Deutlich länger benötigt sie, um die letzte Gruppe auf dem Dachfirst abzuführen. Einer hat seine Gitarre mit genommen. Ein Polizist nimmt von innen Ziegel weg, sägt Dachlatten weg, baut einen Durchgang. Er arbeitet zügig, aber ruhig. Die Aktivisten lassen Konfetti knallen, bevor die Kletterer der Polizei jede und jeden sichern, um sie durch die Luke zu bugsieren. Da wären allerdings noch die beiden, die auf einem zweibeinigen Gerüst hocken, das über dem Dach der WG verspannt ist. Es ist der Gipfelsturm für die Polizei. Zeitgleich mit der Dachräumung hat die Polizei wohl den Eingang zum Tunnel gefunden. Dass die Polizei am Freitag noch „Pinky“ und „Brain“ ans Licht holt, ist nicht ausgemacht – aber nicht unwahrscheinlich.
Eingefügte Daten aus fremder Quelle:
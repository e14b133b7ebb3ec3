//! The backtracking reader that rules are applied to.

use core::any::type_name;

use crate::{Diagnostics, Error, Result, Rule, Source};


/// Reads terminals from a borrowed [`Source`](trait.Source.html), tracking the
/// current location, and owns the [`Diagnostics`](trait.Diagnostics.html) sink
/// that failures are reported to.
///
/// The location only moves forward, except for the rewinding done by
/// [`attempt`](#method.attempt) when a rule fails.  Because of that rewinding,
/// after any rule application (success or failure) the location reflects only
/// entirely-consumed terminals, and no rule ever observes the partial
/// consumption of another rule's failed attempt.
///
/// A `Cursor` is made for a single top-level parse and discarded after, at
/// which point its diagnostics can be taken back with
/// [`into_diagnostics`](#method.into_diagnostics).
#[derive(Debug)]
pub struct Cursor<'s, S, D>
    where S: Source + ?Sized,
{
    source: &'s S,
    location: S::Location,
    diagnostics: D,
}

impl<'s, S, D> Cursor<'s, S, D>
    where S: Source + ?Sized,
          D: Diagnostics<Location = S::Location, Terminal = S::Terminal>,
{
    /// Make a new `Cursor` positioned at the start of `source`.
    #[inline]
    pub fn new(source: &'s S, diagnostics: D) -> Self {
        Self {
            location: source.start(),
            source,
            diagnostics,
        }
    }

    /// The current location.
    #[inline]
    pub fn location(&self) -> S::Location {
        self.location
    }

    /// The sequence being read.
    #[inline]
    pub fn source(&self) -> &'s S {
        self.source
    }

    /// The diagnostics accumulated so far.
    #[inline]
    pub fn diagnostics(&self) -> &D {
        &self.diagnostics
    }

    /// Discard the cursor and hand back its diagnostics.
    #[inline]
    pub fn into_diagnostics(self) -> D {
        self.diagnostics
    }

    /// Predicate for if no terminal remains.
    #[inline]
    pub fn is_at_end(&self) -> bool {
        self.peek().is_none()
    }

    /// The terminal at the current location, without advancing.  `None` at the
    /// end of input.
    #[inline]
    pub fn peek(&self) -> Option<S::Terminal> {
        self.source.terminal_at(self.location).map(|(terminal, _)| terminal)
    }

    /// Consume and return the terminal at the current location.  At the end of
    /// input, `None` is returned and the location is unchanged.
    #[inline]
    pub fn advance(&mut self) -> Option<S::Terminal> {
        let (terminal, next) = self.source.terminal_at(self.location)?;
        self.location = next;
        Some(terminal)
    }

    /// Apply the rule `R`.  On success, the location is left as the rule
    /// advanced it.  On failure, the location is rewound to what it was before
    /// the call and the error is propagated.
    pub fn attempt<R>(&mut self) -> Result<R::Construction, S::Location>
        where R: Rule<Location = S::Location, Terminal = S::Terminal>,
    {
        let saved = self.location;
        match R::parse(self) {
            Ok(construction) => Ok(construction),
            Err(error) => {
                if self.location != saved {
                    log::trace!(target: "gramma", "rewind {:?} -> {:?} after `{}`",
                                self.location, saved, R::name());
                    self.location = saved;
                }
                Err(error)
            }
        }
    }

    /// Apply the rule `R`, where it is fine if it does not match.  A
    /// recoverable failure of `R` yields `Ok(None)`, with the location rewound.
    /// A non-recoverable failure (overflow) is still propagated as an error,
    /// because a malformed construct is not an absent one.
    pub fn attempt_optional<R>(&mut self) -> Result<Option<R::Construction>, S::Location>
        where R: Rule<Location = S::Location, Terminal = S::Terminal>,
    {
        match self.attempt::<R>() {
            Ok(construction) => Ok(Some(construction)),
            Err(error) if error.is_recoverable() => Ok(None),
            Err(error) => Err(error),
        }
    }

    /// Apply the rule `R` as many times as it matches, collecting the
    /// constructions in order into a new `Container`, which may be empty.
    /// Fails only for non-recoverable failures.
    pub fn attempt_many<R, Container>(&mut self) -> Result<Container, S::Location>
        where R: Rule<Location = S::Location, Terminal = S::Terminal>,
              Container: Default + Extend<R::Construction>,
    {
        let mut container = Container::default();
        self.attempt_many_into::<R, Container>(&mut container)?;
        Ok(container)
    }

    /// Like [`attempt_many`](#method.attempt_many) but extends an existing
    /// `container`.
    ///
    /// The repetition stops after a match that consumed nothing, since applying
    /// the same rule at the same location would match the same way forever.
    pub fn attempt_many_into<R, Container>(&mut self, container: &mut Container)
                                          -> Result<(), S::Location>
        where R: Rule<Location = S::Location, Terminal = S::Terminal>,
              Container: Extend<R::Construction>,
    {
        loop {
            let before = self.location;
            match self.attempt_optional::<R>()? {
                Some(construction) => {
                    container.extend(Some(construction));
                    if self.location == before {
                        return Ok(());
                    }
                }
                None => return Ok(()),
            }
        }
    }

    /// Raise, at `at`, the error that `R` did not match, and report it.
    pub fn expected<R>(&mut self, at: S::Location) -> Error<S::Location>
        where R: Rule + ?Sized,
    {
        self.raise(Error::Expected { rule: R::name(), at })
    }

    /// Raise, at `at`, the error that a value does not fit in the integer type
    /// `T`, and report it.
    pub fn overflow<T>(&mut self, at: S::Location) -> Error<S::Location> {
        self.raise(Error::Overflow { ty: type_name::<T>(), at })
    }

    fn raise(&mut self, error: Error<S::Location>) -> Error<S::Location> {
        let found = self.source.terminal_at(error.location()).map(|(terminal, _)| terminal);
        log::trace!(target: "gramma", "{} at {:?}, found {:?}", error, error.location(), found);
        self.diagnostics.report(&error, found);
        error
    }
}


#[cfg(test)]
mod tests {
    use super::*;
    use crate::{
        TerminalRule, NormalizedIntegerLiteral,
        digits::DecimalDigit,
        diagnostics::premade::{LastFailure, NoDiagnostics},
    };
    use core::marker::PhantomData;

    struct Lower<L>(PhantomData<L>);

    impl<L> TerminalRule for Lower<L> {
        type Location = L;
        type Terminal = u8;
        type Construction = u8;

        fn parse_terminal(terminal: u8) -> Option<u8> {
            terminal.is_ascii_lowercase().then_some(terminal)
        }
    }

    struct Counter<'a>(&'a mut usize);

    impl Extend<u8> for Counter<'_> {
        fn extend<I: IntoIterator<Item = u8>>(&mut self, iter: I) {
            *self.0 += iter.into_iter().count();
        }
    }

    type Word = (Lower<usize>, Lower<usize>, Lower<usize>);
    type Byte = NormalizedIntegerLiteral<DecimalDigit<usize, u8, u8>,
                                         DecimalDigit<usize, u8, u8>>;

    fn cursor(source: &[u8]) -> Cursor<'_, [u8], LastFailure<usize, u8>> {
        Cursor::new(source, LastFailure::default())
    }

    #[test]
    fn peek_advance() {
        let mut c = Cursor::new(&b"xy"[..], NoDiagnostics::default());
        assert_eq!(c.peek(), Some(b'x'));
        assert_eq!(c.location(), 0);
        assert_eq!(c.advance(), Some(b'x'));
        assert_eq!(c.advance(), Some(b'y'));
        assert!(c.is_at_end());
        assert_eq!(c.peek(), None);
        assert_eq!(c.advance(), None);
        assert_eq!(c.location(), 2);
    }

    #[test]
    fn attempt_rewinds() {
        let mut c = cursor(b"abC");
        assert_eq!(c.attempt::<Word>(),
                   Err(Error::Expected { rule: Lower::<usize>::name(), at: 2 }));
        assert_eq!(c.location(), 0);
        assert_eq!(c.diagnostics().found(), Some(&b'C'));

        let mut c = cursor(b"abcd");
        assert_eq!(c.attempt::<Word>(), Ok((b'a', b'b', b'c')));
        assert_eq!(c.location(), 3);
    }

    #[test]
    fn optional_never_fails() {
        let mut c = cursor(b"ab1");
        assert_eq!(c.attempt_optional::<Word>(), Ok(None));
        assert_eq!(c.location(), 0);
        assert_eq!(c.attempt_optional::<Lower<usize>>(), Ok(Some(b'a')));
        assert_eq!(c.location(), 1);
    }

    #[test]
    fn optional_propagates_overflow() {
        let mut c = cursor(b"256");
        assert_eq!(c.attempt_optional::<Byte>(),
                   Err(Error::Overflow { ty: "u8", at: 2 }));
        assert_eq!(c.location(), 0);
    }

    #[test]
    fn many() {
        let mut c = cursor(b"abc1");
        let mut count = 0_usize;
        assert_eq!(c.attempt_many_into::<Lower<usize>, _>(&mut Counter(&mut count)), Ok(()));
        assert_eq!(count, 3);
        assert_eq!(c.location(), 3);
        assert_eq!(c.attempt_many_into::<Lower<usize>, _>(&mut Counter(&mut count)), Ok(()));
        assert_eq!(count, 3);
    }
}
Die Räumung sei auch am dritten Tag vor allem friedlich gelaufen, sagt Polizeisprecherin Cornelia Weber. 470 Aktivisten haben den Weiler inzwischen verlassen, 320 von ihnen „freiwillig“. Polizei und die letzten verbliebenen Besetzer – wie viele es sind, mag die Polizei nicht abschätzen – widmen sich gerade ihren ritualisierten Scharmützeln um einzelne Baumhäuser und Installationen – da tauchen überraschend Greta Thunberg und Luise Neubauer auf. Angekündigt waren sie erst für die Großdemo am Samstag. „Ich war gerade sehr traurig und habe geweint“, ruft ein Aktivist von seinem Baumhaus herunter. „Nun bin ich überwältigt.“

Thunberg sagt ihm staatsfrauisch wie wichtig sein Kampf sei – und in die Kameras: „Deutschland blamiert sich gerade. Es sollte die Kohle im Boden lassen. Es ist ein globaler Kampf. Wir stehen zusammen.“ Schließlich bekommt die Schwedin von ihren Mitstreitern ein weiteres Schild in die Hand gedrückt: „Lützi bleibt!“ Das skandieren sie dann auch: „Bleibt! Bleibt, bleibt, bleibt!“ Greta Thunberg zwinkert dazu, ein ganzes Lächeln wird es nicht.